---- EXTRACTED ENTRIES

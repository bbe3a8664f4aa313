//! Mock Q&A site built on wiremock

use std::path::Path;

use answer_dl::{AnswerLimit, Config};
use wiremock::matchers::{header, method, path, path_regex, query_param};
use wiremock::{Mock, MockServer, ResponseTemplate};

use super::fixtures::{INCLUDE_TXT, INCLUDE_VALUE, answers_page, question_page};

/// Bytes served for every image
pub const IMAGE_BYTES: &[u8] = b"\x89PNG\r\n\x1a\nfake image body";

/// Mount a question page, its answer windows, and the image host
pub async fn mount_question(server: &MockServer, id: &str, total: usize, page_size: usize) {
    Mock::given(method("GET"))
        .and(path(format!("/question/{id}")))
        .respond_with(ResponseTemplate::new(200).set_body_string(question_page("Sample question", total)))
        .mount(server)
        .await;

    let referer = format!("{}/question/{id}", server.uri());
    let mut offset = 0;
    while offset < total {
        let limit = page_size.min(total - offset);
        Mock::given(method("GET"))
            .and(path(format!("/api/v4/questions/{id}/answers")))
            .and(query_param("offset", offset.to_string()))
            .and(query_param("limit", limit.to_string()))
            .and(query_param("include", INCLUDE_VALUE))
            .and(query_param("platform", "desktop"))
            .and(query_param("sort_by", "default"))
            .and(header("referer", referer.as_str()))
            .respond_with(
                ResponseTemplate::new(200)
                    .set_body_json(answers_page(&server.uri(), offset, limit, total)),
            )
            .mount(server)
            .await;
        offset += limit;
    }

    mount_images(server).await;
}

/// Serve every `/pics/...` request
pub async fn mount_images(server: &MockServer) {
    Mock::given(method("GET"))
        .and(path_regex(r"^/pics/.+"))
        .respond_with(ResponseTemplate::new(200).set_body_bytes(IMAGE_BYTES))
        .mount(server)
        .await;
}

/// Config pointed at `server`, writing under `root`, with the include file in place
pub fn test_config(server: &MockServer, root: &Path, ids: &[&str]) -> Config {
    let include_file = root.join("include.txt");
    std::fs::write(&include_file, INCLUDE_TXT).expect("write include file");

    let mut config = Config::default();
    config.question_ids = ids.iter().map(|id| (*id).into()).collect();
    config.download.data_dir = root.join("data");
    config.download.include_file = include_file;
    config.download.answer_limit = AnswerLimit::Unbounded;
    config.download.answer_pause = std::time::Duration::ZERO;
    config.site.base_url = server.uri();
    config.log_file = root.join("logger.log");
    config
}

/// Number of requests the server has seen so far
pub async fn request_count(server: &MockServer) -> usize {
    server
        .received_requests()
        .await
        .map(|requests| requests.len())
        .unwrap_or(0)
}
//! Top-level crawler: runs each configured question in turn.

use std::sync::Arc;

use serde::Serialize;

use crate::config::Config;
use crate::error::{Error, Result};
use crate::fetcher::{Fetch, HttpFetcher};
use crate::include::load_include;
use crate::question::{QuestionReport, QuestionTask};
use crate::types::{Event, QuestionId};

/// A question that was aborted, with the reason
#[derive(Debug)]
pub struct QuestionFailure {
    /// Question ID
    pub id: QuestionId,
    /// What stopped it
    pub error: Error,
}

/// Outcome of a whole crawl
#[derive(Debug, Default)]
pub struct CrawlSummary {
    /// Questions that ran to completion, in processing order
    pub completed: Vec<QuestionReport>,
    /// Questions aborted by a fatal condition, in processing order
    pub failed: Vec<QuestionFailure>,
}

impl CrawlSummary {
    /// True when no question was aborted
    pub fn is_success(&self) -> bool {
        self.failed.is_empty()
    }

    /// Totals across completed questions
    pub fn totals(&self) -> CrawlTotals {
        self.completed
            .iter()
            .fold(CrawlTotals::default(), |mut totals, report| {
                totals.questions += 1;
                totals.answers += report.obtained;
                totals.missing_answers += report.target.saturating_sub(report.obtained);
                totals.images_downloaded += report.images.downloaded;
                totals.images_failed += report.images.failed;
                totals
            })
    }
}

/// Aggregate counters for a crawl
#[derive(Clone, Copy, Debug, Default, PartialEq, Eq, Serialize)]
pub struct CrawlTotals {
    /// Completed questions
    pub questions: usize,
    /// Answers stored
    pub answers: usize,
    /// Answers targeted but not obtained
    pub missing_answers: usize,
    /// Images written during this run
    pub images_downloaded: usize,
    /// Images that failed
    pub images_failed: usize,
}

/// Main crawler instance (cloneable, all fields are Arc-wrapped)
#[derive(Clone)]
pub struct Crawler {
    /// Configuration (wrapped in Arc for sharing across tasks)
    config: Arc<Config>,
    /// Transport used for every request
    fetcher: Arc<dyn Fetch>,
    /// `include` query value, loaded once
    include: Arc<str>,
    /// Event broadcast channel sender (multiple subscribers supported)
    event_tx: tokio::sync::broadcast::Sender<Event>,
}

impl Crawler {
    /// Create a crawler backed by the HTTP client.
    ///
    /// Validates the configuration and reads the field selection file, so
    /// configuration problems surface before any question is touched.
    pub fn new(config: Config) -> Result<Self> {
        config.validate()?;
        let include = load_include(&config.download.include_file)?;
        let fetcher = HttpFetcher::new(config.site.request_timeout)?;
        Ok(Self::with_fetcher(config, Arc::new(fetcher), include))
    }

    /// Create a crawler with a custom transport and field selection
    pub fn with_fetcher(config: Config, fetcher: Arc<dyn Fetch>, include: impl Into<String>) -> Self {
        let (event_tx, _rx) = tokio::sync::broadcast::channel(1000);
        Self {
            config: Arc::new(config),
            fetcher,
            include: Arc::from(include.into()),
            event_tx,
        }
    }

    /// Subscribe to crawl events
    ///
    /// Each subscriber receives every event sent after it subscribed. A
    /// subscriber that falls more than 1000 events behind gets
    /// `RecvError::Lagged`.
    pub fn subscribe(&self) -> tokio::sync::broadcast::Receiver<Event> {
        self.event_tx.subscribe()
    }

    /// Get the current configuration
    pub fn get_config(&self) -> Arc<Config> {
        Arc::clone(&self.config)
    }

    /// Run one question through its whole lifecycle
    pub async fn crawl_question(&self, id: &QuestionId) -> Result<QuestionReport> {
        QuestionTask::new(
            id.clone(),
            &self.config,
            self.fetcher.as_ref(),
            &self.include,
            &self.event_tx,
        )
        .run()
        .await
    }

    /// Crawl the configured question list
    pub async fn run(&self) -> CrawlSummary {
        let ids = self.config.question_ids.clone();
        self.crawl(&ids).await
    }

    /// Crawl `ids` one after another.
    ///
    /// A question that fails is logged and recorded; the remaining questions
    /// still run.
    pub async fn crawl(&self, ids: &[QuestionId]) -> CrawlSummary {
        let mut summary = CrawlSummary::default();
        tracing::info!(questions = ids.len(), "starting crawl");

        for id in ids {
            match self.crawl_question(id).await {
                Ok(report) => summary.completed.push(report),
                Err(error) => {
                    tracing::error!(question_id = %id, code = error.error_code(), error = %error, "question aborted");
                    self.event_tx
                        .send(Event::QuestionFailed {
                            id: id.clone(),
                            code: error.error_code().to_string(),
                            error: error.to_string(),
                        })
                        .ok();
                    summary.failed.push(QuestionFailure {
                        id: id.clone(),
                        error,
                    });
                }
            }
        }

        let totals = summary.totals();
        tracing::info!(
            completed = totals.questions,
            failed = summary.failed.len(),
            answers = totals.answers,
            missing_answers = totals.missing_answers,
            images_downloaded = totals.images_downloaded,
            images_failed = totals.images_failed,
            "crawl finished"
        );
        summary
    }
}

--------

- **EXERCISE DETAILS**:
Each line above with the string "CrawlSummary" should be reported in full.

- **RESULT BELOW**:
pub struct CrawlSummary {
impl CrawlSummary {
    pub async fn run(&self) -> CrawlSummary {
    pub async fn crawl(&self, ids: &[QuestionId]) -> CrawlSummary {
        let mut summary = CrawlSummary::default();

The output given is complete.